Boston, MA - Women who reported recent, regular use of low-dose aspirin (100 milligrams or less) had a 23% lower risk of developing ovarian cancer when compared with women who did not regularly take aspirin, according to new research led by Harvard T.H. Chan School of Public Health. The study also found that long-term heavy use of non-aspirin non-steroidal anti-inflammatory drugs (NSAIDs) may be associated with an increased risk of ovarian cancer.

"What really differentiated this study from prior work was that we were able to analyze low-dose aspirin separately from standard dose aspirin," said Mollie Barnard, a postdoctoral fellow at Huntsman Cancer Institute at the University of Utah, who led this research while a doctoral student at the Harvard Chan School. "Our findings emphasize that research on aspirin use and cancer risk must consider aspirin dose. Our results also highlight the need for ongoing conversations between patients and their doctors on the risks and benefits of taking low-dose aspirin."

The study will be published online October 4, 2018 in JAMA Oncology.

Among U.S. women, ovarian cancer is the fifth most common cause of cancer-related death. A growing body of evidence indicates that inflammation plays a role in the development of ovarian cancer and researchers have noted that localized inflammation that occurs with ovulation could be a contributing factor. It's believed that aspirin lowers ovarian cancer risk by reducing inflammation. While several previous studies have sought to determine if aspirin and other common anti-inflammatory medications influence the risk of ovarian cancer, the findings have been inconsistent.

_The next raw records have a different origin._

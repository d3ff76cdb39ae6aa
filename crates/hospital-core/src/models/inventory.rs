//! 库存

use chrono::{DateTime, NaiveDate, Utc};
use serde::{Deserialize, Serialize};

use super::{Entity, Insertable};
use crate::coded::{text_enum, Coded};
use crate::ids::InventoryItemId;
use crate::schema::{EntitySchema, INVENTORY};

text_enum! {
    /// 库存类别
    pub enum InventoryCategory {
        Medication => "medication",
        Equipment => "equipment",
        Supplies => "supplies",
    }
}

/// 库存记录
#[derive(Debug, Clone, PartialEq, Eq, Serialize, Deserialize)]
#[serde(rename_all = "camelCase")]
pub struct InventoryItem {
    pub id: InventoryItemId,
    pub item_name: String,
    pub category: Coded<InventoryCategory>,
    pub quantity: i32,
    pub unit: Option<String>,
    /// 补货阈值，告警由外部计算
    pub reorder_level: Option<i32>,
    /// 单位：分
    pub cost: Option<i32>,
    pub supplier: Option<String>,
    pub location: Option<String>,
    pub expiry_date: Option<NaiveDate>,
}

/// 新库存插入模型
#[derive(Debug, Clone, PartialEq, Eq, Serialize, Deserialize)]
#[serde(rename_all = "camelCase")]
pub struct NewInventoryItem {
    pub item_name: String,
    pub category: Coded<InventoryCategory>,
    pub quantity: i32,
    pub unit: Option<String>,
    pub reorder_level: Option<i32>,
    pub cost: Option<i32>,
    pub supplier: Option<String>,
    pub location: Option<String>,
    pub expiry_date: Option<NaiveDate>,
}

impl NewInventoryItem {
    pub fn new(item_name: impl Into<String>, category: InventoryCategory) -> Self {
        Self {
            item_name: item_name.into(),
            category: category.into(),
            quantity: 0,
            unit: None,
            reorder_level: None,
            cost: None,
            supplier: None,
            location: None,
            expiry_date: None,
        }
    }
}

impl Entity for InventoryItem {
    type Id = InventoryItemId;
    type New = NewInventoryItem;

    const SCHEMA: &'static EntitySchema = &INVENTORY;

    fn id(&self) -> InventoryItemId {
        self.id
    }

    fn to_insertable(&self) -> NewInventoryItem {
        NewInventoryItem {
            item_name: self.item_name.clone(),
            category: self.category.clone(),
            quantity: self.quantity,
            unit: self.unit.clone(),
            reorder_level: self.reorder_level,
            cost: self.cost,
            supplier: self.supplier.clone(),
            location: self.location.clone(),
            expiry_date: self.expiry_date,
        }
    }
}

impl Insertable for NewInventoryItem {
    type Record = InventoryItem;

    fn into_record(self, id: InventoryItemId, _created_at: DateTime<Utc>) -> InventoryItem {
        InventoryItem {
            id,
            item_name: self.item_name,
            category: self.category,
            quantity: self.quantity,
            unit: self.unit,
            reorder_level: self.reorder_level,
            cost: self.cost,
            supplier: self.supplier,
            location: self.location,
            expiry_date: self.expiry_date,
        }
    }
}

For this study, Harvard Chan School researchers, along with colleagues from Brigham and Women's Hospital in Boston and Moffitt Cancer Center in Tampa, analyzed data on 205,498 women who were part of the Nurses' Health Study and Nurses' Health Study II. Of those, 1,054 developed ovarian cancer. The researchers looked at the women's use of aspirin, low-dose aspirin, non-aspirin NSAIDs, and acetaminophen, as well as information on the number of tablets used, and the frequency, timing, and duration of use.

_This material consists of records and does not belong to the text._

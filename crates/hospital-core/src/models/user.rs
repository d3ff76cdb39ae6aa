//! 员工

use chrono::{DateTime, Utc};
use serde::{Deserialize, Serialize};

use super::{Entity, Insertable};
use crate::coded::{text_enum, Coded};
use crate::ids::UserId;
use crate::schema::{EntitySchema, USERS};

text_enum! {
    /// 员工角色
    pub enum StaffRole {
        Admin => "admin",
        Doctor => "doctor",
        Nurse => "nurse",
        Receptionist => "receptionist",
    }
}

text_enum! {
    /// 员工状态，只做软变更，不物理删除
    pub enum StaffStatus {
        Active => "active",
        OnLeave => "on leave",
        Inactive => "inactive",
    }
}

/// 员工记录
#[derive(Debug, Clone, PartialEq, Eq, Serialize, Deserialize)]
#[serde(rename_all = "camelCase")]
pub struct User {
    pub id: UserId,
    /// 全局唯一，由存储层保证
    pub username: String,
    /// 原样存储，哈希由调用方负责
    pub password: String,
    pub name: String,
    pub role: Coded<StaffRole>,
    pub department: Option<String>,
    pub specialty: Option<String>,
    pub contact: Option<String>,
    pub email: Option<String>,
    pub status: Coded<StaffStatus>,
}

/// 新员工插入模型
#[derive(Debug, Clone, PartialEq, Eq, Serialize, Deserialize)]
#[serde(rename_all = "camelCase")]
pub struct NewUser {
    pub username: String,
    pub password: String,
    pub name: String,
    pub role: Coded<StaffRole>,
    pub department: Option<String>,
    pub specialty: Option<String>,
    pub contact: Option<String>,
    pub email: Option<String>,
    pub status: Coded<StaffStatus>,
}

impl NewUser {
    pub fn new(
        username: impl Into<String>,
        password: impl Into<String>,
        name: impl Into<String>,
        role: StaffRole,
    ) -> Self {
        Self {
            username: username.into(),
            password: password.into(),
            name: name.into(),
            role: role.into(),
            department: None,
            specialty: None,
            contact: None,
            email: None,
            status: StaffStatus::Active.into(),
        }
    }
}

impl User {
    pub fn is_doctor(&self) -> bool {
        self.role.is(StaffRole::Doctor)
    }
}

impl Entity for User {
    type Id = UserId;
    type New = NewUser;

    const SCHEMA: &'static EntitySchema = &USERS;

    fn id(&self) -> UserId {
        self.id
    }

    fn to_insertable(&self) -> NewUser {
        NewUser {
            username: self.username.clone(),
            password: self.password.clone(),
            name: self.name.clone(),
            role: self.role.clone(),
            department: self.department.clone(),
            specialty: self.specialty.clone(),
            contact: self.contact.clone(),
            email: self.email.clone(),
            status: self.status.clone(),
        }
    }
}

impl Insertable for NewUser {
    type Record = User;

    fn into_record(self, id: UserId, _created_at: DateTime<Utc>) -> User {
        User {
            id,
            username: self.username,
            password: self.password,
            name: self.name,
            role: self.role,
            department: self.department,
            specialty: self.specialty,
            contact: self.contact,
            email: self.email,
            status: self.status,
        }
    }
}

#[cfg(test)]
mod tests {
    use super::*;
    use serde_json::json;

    fn minimal() -> serde_json::Value {
        json!({
            "username": "nurse.joy",
            "password": "pikachu",
            "name": "Joy",
            "role": "nurse",
        })
    }

    #[test]
    fn test_status_defaults_to_active() {
        let user = NewUser::validate(&minimal()).unwrap();
        assert_eq!(user.status, Coded::Known(StaffStatus::Active));
        assert_eq!(user, NewUser::new("nurse.joy", "pikachu", "Joy", StaffRole::Nurse));
    }

    #[test]
    fn test_missing_required_fields() {
        for field in ["username", "password", "name", "role"] {
            let mut input = minimal();
            input.as_object_mut().unwrap().remove(field);
            let err = NewUser::validate(&input).unwrap_err();
            assert!(err.has_issue(field), "{field} should be required");
        }
    }

    #[test]
    fn test_on_leave_status_text() {
        let mut input = minimal();
        input["status"] = json!("on leave");
        let user = NewUser::validate(&input).unwrap();
        assert!(user.status.is(StaffStatus::OnLeave));
    }

    #[test]
    fn test_duplicate_usernames_pass_validation() {
        // 唯一性由存储层检查
        let first = NewUser::validate(&minimal()).unwrap();
        let second = NewUser::validate(&minimal()).unwrap();
        assert_eq!(first.username, second.username);
    }
}
/// 把用户输入转成 ILIKE 子串模式，转义其中的通配符
fn contains_pattern(text: &str) -> String {
    let mut pattern = String::with_capacity(text.len() + 2);
    pattern.push('%');
    for c in text.chars() {
        if matches!(c, '%' | '_' | '\\') {
            pattern.push('\\');
        }
        pattern.push(c);
    }
    pattern.push('%');
    pattern
}

fn not_found(entity: &str, id: impl std::fmt::Display) -> HospitalError {
    HospitalError::NotFound(format!("{} {}", entity, id))
}

/// 数据库查询操作接口
pub struct DatabaseQueries<'a> {
    pool: &'a DatabasePool,
}
//! 预约状态机
//!
//! 管理预约的生命周期状态转换，已完成与已取消为终态

use hospital_core::{AppointmentStatus, Coded, HospitalError, Result};
use serde::{Deserialize, Serialize};
use std::collections::HashMap;
use tracing::warn;

/// 预约状态转换事件
#[derive(Debug, Clone, Copy, Serialize, Deserialize, PartialEq, Eq, Hash)]
pub enum AppointmentEvent {
    /// 患者到院候诊
    CheckIn,
    /// 开始就诊
    Start,
    Complete,
    Cancel,
}

/// 预约状态机
#[derive(Debug)]
pub struct AppointmentStateMachine {
    transitions: HashMap<(AppointmentStatus, AppointmentEvent), AppointmentStatus>,
}

impl AppointmentStateMachine {
    /// 创建新的状态机实例
    pub fn new() -> Self {
        use AppointmentEvent::*;
        use AppointmentStatus::*;

        let mut transitions = HashMap::new();

        transitions.insert((Scheduled, CheckIn), Waiting);
        transitions.insert((Scheduled, Start), InProgress);
        transitions.insert((Waiting, Start), InProgress);

        for from in [Scheduled, Waiting, InProgress] {
            transitions.insert((from, Complete), Completed);
            transitions.insert((from, Cancel), Cancelled);
        }

        Self { transitions }
    }

    /// 检查状态转换是否有效
    pub fn can_transition(&self, from: AppointmentStatus, event: AppointmentEvent) -> bool {
        self.transitions.contains_key(&(from, event))
    }

    /// 执行状态转换
    pub fn transition(
        &self,
        from: AppointmentStatus,
        event: AppointmentEvent,
    ) -> Result<AppointmentStatus> {
        match self.transitions.get(&(from, event)) {
            Some(to) => Ok(*to),
            None => {
                warn!(from = %from, ?event, "Rejected appointment transition");
                Err(HospitalError::InvalidStateTransition {
                    from: from.to_string(),
                    event: format!("{:?}", event),
                })
            }
        }
    }

    /// 对存储中读出的状态文本执行转换，未知文本直接报错
    pub fn transition_coded(
        &self,
        from: &Coded<AppointmentStatus>,
        event: AppointmentEvent,
    ) -> Result<AppointmentStatus> {
        self.transition(from.known()?, event)
    }

    /// 获取状态的所有可能事件
    pub fn possible_events(&self, current: AppointmentStatus) -> Vec<AppointmentEvent> {
        let mut events: Vec<_> = self
            .transitions
            .keys()
            .filter(|(state, _)| *state == current)
            .map(|(_, event)| *event)
            .collect();
        events.sort_by_key(|event| *event as u8);
        events
    }

    pub fn is_terminal(&self, state: AppointmentStatus) -> bool {
        self.possible_events(state).is_empty()
    }
}

impl Default for AppointmentStateMachine {
    fn default() -> Self {
        Self::new()
    }
}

The results showed that recent low-dose aspirin use was associated with a lower risk of ovarian cancer while standard-dose aspirin (325 milligrams) use was not. However, the researchers did not observe an increasingly lower ovarian cancer risk with longer durations of low-dose aspirin use. The analysis also suggested that use of non-aspirin NSAIDs, such as ibuprofen and naproxen, when taken in quantities of at least 10 tablets per week for multiple years may be associated with an increased risk of ovarian cancer.

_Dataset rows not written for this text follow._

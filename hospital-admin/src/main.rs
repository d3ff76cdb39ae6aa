//! 医院数据模型管理工具

mod config;

use std::io::Read;
use std::path::PathBuf;

use anyhow::{bail, Context, Result};
use clap::{Parser, Subcommand};
use hospital_core::EntityKind;
use hospital_database::{ddl, DatabasePool, DatabaseQueries};
use tracing::{error, info};
use tracing_subscriber::EnvFilter;

use crate::config::AdminConfig;

/// 管理工具命令行参数
#[derive(Parser, Debug)]
#[command(name = "hospital-admin")]
#[command(about = "医院运营数据模型管理工具：建表、查看表结构、校验创建请求")]
struct Args {
    /// 配置文件路径
    #[arg(short, long)]
    config: Option<PathBuf>,

    /// 日志级别，覆盖配置文件
    #[arg(short, long)]
    log_level: Option<String>,

    #[command(subcommand)]
    command: Command,
}

#[derive(Subcommand, Debug)]
enum Command {
    /// 打印建表语句
    Schema {
        /// 只打印某个实体
        #[arg(short, long)]
        entity: Option<EntityKind>,
    },
    /// 在数据库中创建全部表与索引
    Migrate {
        /// 数据库连接字符串，覆盖配置
        #[arg(long)]
        database_url: Option<String>,
    },
    /// 按实体的可插入结构校验 JSON 输入，输出补齐默认值后的结果
    Validate {
        #[arg(short, long)]
        entity: EntityKind,

        /// JSON 文件路径，`-` 表示标准输入
        #[arg(short, long, default_value = "-")]
        input: String,
    },
}

#[tokio::main]
async fn main() -> Result<()> {
    let args = Args::parse();
    let mut config = AdminConfig::load(args.config.as_deref())?;
    if let Some(level) = args.log_level {
        config.logging.level = level;
    }

    // 初始化日志
    let filter = EnvFilter::try_from_default_env()
        .unwrap_or_else(|_| EnvFilter::new(&config.logging.level));
    tracing_subscriber::fmt()
        .with_env_filter(filter)
        .with_writer(std::io::stderr)
        .init();

    match args.command {
        Command::Schema { entity } => print_schema(entity),
        Command::Migrate { database_url } => {
            if let Some(url) = database_url {
                config.database.url = url;
            }
            migrate(&config).await
        }
        Command::Validate { entity, input } => validate(entity, &input),
    }
}

fn print_schema(entity: Option<EntityKind>) -> Result<()> {
    match entity {
        Some(kind) => println!("{};", ddl::create_table_sql(kind.schema())),
        None => {
            for sql in ddl::create_all_sql() {
                println!("{};\n", sql);
            }
            for sql in ddl::INDEXES {
                println!("{};", sql);
            }
        }
    }
    Ok(())
}

async fn migrate(config: &AdminConfig) -> Result<()> {
    info!("连接数据库...");
    let pool = DatabasePool::connect(&config.database).await?;

    DatabaseQueries::new(&pool).create_tables().await?;
    info!("建表完成");
    Ok(())
}

fn validate(kind: EntityKind, input: &str) -> Result<()> {
    let text = if input == "-" {
        let mut buf = String::new();
        std::io::stdin()
            .read_to_string(&mut buf)
            .context("读取标准输入失败")?;
        buf
    } else {
        std::fs::read_to_string(input).with_context(|| format!("读取文件失败: {}", input))?
    };

    let value: serde_json::Value = serde_json::from_str(&text).context("输入不是合法 JSON")?;

    match kind.validate_json(&value) {
        Ok(normalized) => {
            println!("{}", serde_json::to_string_pretty(&normalized)?);
            Ok(())
        }
        Err(err) => {
            for issue in &err.issues {
                error!(entity = %kind, "{}", issue);
            }
            bail!(err)
        }
    }
}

The findings indicate that recommendations made by the U.S. Preventive Services Task Force in 2016 advising older adults who are at an elevated risk of cardiovascular disease to take low-dose aspirin are unlikely to increase the risk of ovarian cancer, the researchers said.

"Our findings expand on two consortium studies showing that daily aspirin is related to lower ovarian cancer risk. Many people take a low-dose aspirin daily for heart disease prevention," said senior author Shelley Tworoger, associate center director of population science at Moffitt, who also worked on this study while at Harvard Chan School and Brigham and Women's Hospital. "More research is needed to figure out which women can benefit most from taking low-dose aspirin to reduce their risk of ovarian cancer."
-end-
Heather Eliassen, Bernard Rosner, and Kathryn Terry, from Harvard Chan School and Brigham and Women's Hospital, were co-authors on the study.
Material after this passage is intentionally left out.